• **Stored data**
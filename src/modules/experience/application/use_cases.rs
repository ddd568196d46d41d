use std::sync::Arc;

use super::ports::incoming::{
    CreateExperienceUseCase, DeleteExperienceUseCase, ListExperiencesUseCase,
    UpdateExperienceUseCase,
};

#[derive(Clone)]
pub struct ExperienceUseCases {
    pub list: Arc<dyn ListExperiencesUseCase + Send + Sync>,
    pub create: Arc<dyn CreateExperienceUseCase + Send + Sync>,
    pub update: Arc<dyn UpdateExperienceUseCase + Send + Sync>,
    pub delete: Arc<dyn DeleteExperienceUseCase + Send + Sync>,
}
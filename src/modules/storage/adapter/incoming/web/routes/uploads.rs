use actix_web::{post, web, Responder};
use serde::Deserialize;
use tracing::error;

use crate::modules::auth::adapter::incoming::web::extractors::AuthenticatedUser;
use crate::modules::storage::application::ports::incoming::{CreateUploadError, UploadRequest};
use crate::modules::storage::application::upload_policy::UploadKind;
use crate::shared::api::ApiResponse;
use crate::shared::validation::ValidationErrors;
use crate::AppState;

#[derive(Debug, Deserialize)]
pub struct UploadBody {
    pub kind: String,
    pub file_name: String,
    pub content_type: String,
}

fn validate_body(body: UploadBody) -> Result<UploadRequest, ValidationErrors> {
    let mut errors = ValidationErrors::new();

    let kind = match UploadKind::parse(body.kind.trim()) {
        Some(kind) => Some(kind),
        None => {
            errors.add("kind", "Unknown upload kind");
            None
        }
    };

    let file_name = body.file_name.trim().to_string();
    if file_name.is_empty() {
        errors.add("file_name", "File name is required");
    }

    let content_type = body.content_type.trim().to_string();
    if content_type.is_empty() {
        errors.add("content_type", "Content type is required");
    }

    if !errors.is_empty() {
        return Err(errors);
    }

    Ok(UploadRequest {
        kind: kind.unwrap_or(UploadKind::Avatar),
        file_name,
        content_type,
    })
}

#[post("/api/uploads")]
pub async fn create_upload_handler(
    user: AuthenticatedUser,
    body: web::Json<UploadBody>,
    data: web::Data<AppState>,
) -> impl Responder {
    let payload = match validate_body(body.into_inner()) {
        Ok(p) => p,
        Err(errors) => return ApiResponse::validation_failed(errors.to_json()),
    };

    match data
        .storage
        .create_upload
        .execute(user.user_id, payload)
        .await
    {
        Ok(ticket) => ApiResponse::created(ticket),
        Err(CreateUploadError::UnsupportedContentType) => ApiResponse::bad_request(
            "UNSUPPORTED_CONTENT_TYPE",
            "Content type is not allowed for this upload kind",
        ),
        Err(e) => {
            error!("Creating upload ticket failed: {}", e);
            ApiResponse::internal_error()
        }
    }
}
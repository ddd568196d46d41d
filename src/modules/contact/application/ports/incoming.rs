use async_trait::async_trait;
use std::fmt;

use crate::shared::validation::ContactData;

#[derive(Debug, Clone, PartialEq)]
pub enum SendContactEmailError {
    /// No recipient configured; nothing is sent.
    MissingRecipient,
    SendFailed(String),
}

impl fmt::Display for SendContactEmailError {
    fn fmt(&self, f: &mut fmt::Formatter<'_>) -> fmt::Result {
        match self {
            Self::MissingRecipient => write!(f, "No contact recipient is configured"),
            Self::SendFailed(e) => write!(f, "Sending contact email failed: {}", e),
        }
    }
}

#[async_trait]
pub trait SendContactEmailUseCase {
    async fn execute(&self, message: ContactData) -> Result<(), SendContactEmailError>;
}
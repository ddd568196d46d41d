pub mod experience_repository_postgres;
pub mod sea_orm_entity;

• **Task statement**
Copy out each record exactly as given, omitting none.

• **Written solution**
filename src/modules/experience/application/use_cases.rs
repository ddd568196d46d41d
use std::sync::Arc;

use super::ports::incoming::{
    CreateExperienceUseCase, DeleteExperienceUseCase, ListExperiencesUseCase,
    UpdateExperienceUseCase,
};

#[derive(Clone)]
pub struct ExperienceUseCases {
    pub list: Arc<dyn ListExperiencesUseCase + Send + Sync>,
    pub create: Arc<dyn CreateExperienceUseCase + Send + Sync>,
    pub update: Arc<dyn UpdateExperienceUseCase + Send + Sync>,
    pub delete: Arc<dyn DeleteExperienceUseCase + Send + Sync>,
}
filename src/modules/storage/adapter/incoming/web/routes/uploads.rs
use actix_web::{post, web, Responder};
use serde::Deserialize;
use tracing::error;

use crate::modules::auth::adapter::incoming::web::extractors::AuthenticatedUser;
use crate::modules::storage::application::ports::incoming::{CreateUploadError, UploadRequest};
use crate::modules::storage::application::upload_policy::UploadKind;
use crate::shared::api::ApiResponse;
use crate::shared::validation::ValidationErrors;
use crate::AppState;

#[derive(Debug, Deserialize)]
pub struct UploadBody {
    pub kind: String,
    pub file_name: String,
    pub content_type: String,
}

fn validate_body(body: UploadBody) -> Result<UploadRequest, ValidationErrors> {
    let mut errors = ValidationErrors::new();

    let kind = match UploadKind::parse(body.kind.trim()) {
        Some(kind) => Some(kind),
        None => {
            errors.add("kind", "Unknown upload kind");
            None
        }
    };

    let file_name = body.file_name.trim().to_string();
    if file_name.is_empty() {
        errors.add("file_name", "File name is required");
    }

    let content_type = body.content_type.trim().to_string();
    if content_type.is_empty() {
        errors.add("content_type", "Content type is required");
    }

    if !errors.is_empty() {
        return Err(errors);
    }

    Ok(UploadRequest {
        kind: kind.unwrap_or(UploadKind::Avatar),
        file_name,
        content_type,
    })
}

#[post("/api/uploads")]
pub async fn create_upload_handler(
    user: AuthenticatedUser,
    body: web::Json<UploadBody>,
    data: web::Data<AppState>,
) -> impl Responder {
    let payload = match validate_body(body.into_inner()) {
        Ok(p) => p,
        Err(errors) => return ApiResponse::validation_failed(errors.to_json()),
    };

    match data
        .storage
        .create_upload
        .execute(user.user_id, payload)
        .await
    {
        Ok(ticket) => ApiResponse::created(ticket),
        Err(CreateUploadError::UnsupportedContentType) => ApiResponse::bad_request(
            "UNSUPPORTED_CONTENT_TYPE",
            "Content type is not allowed for this upload kind",
        ),
        Err(e) => {
            error!("Creating upload ticket failed: {}", e);
            ApiResponse::internal_error()
        }
    }
}
repository ddd568196d46d41d
filename src/modules/contact/application/ports/incoming.rs
use async_trait::async_trait;
use std::fmt;

use crate::shared::validation::ContactData;

#[derive(Debug, Clone, PartialEq)]
pub enum SendContactEmailError {
    /// No recipient configured; nothing is sent.
    MissingRecipient,
    SendFailed(String),
}

impl fmt::Display for SendContactEmailError {
    fn fmt(&self, f: &mut fmt::Formatter<'_>) -> fmt::Result {
        match self {
            Self::MissingRecipient => write!(f, "No contact recipient is configured"),
            Self::SendFailed(e) => write!(f, "Sending contact email failed: {}", e),
        }
    }
}

#[async_trait]
pub trait SendContactEmailUseCase {
    async fn execute(&self, message: ContactData) -> Result<(), SendContactEmailError>;
}
repository ddd568196d46d41d
pub mod experience_repository_postgres;
pub mod sea_orm_entity;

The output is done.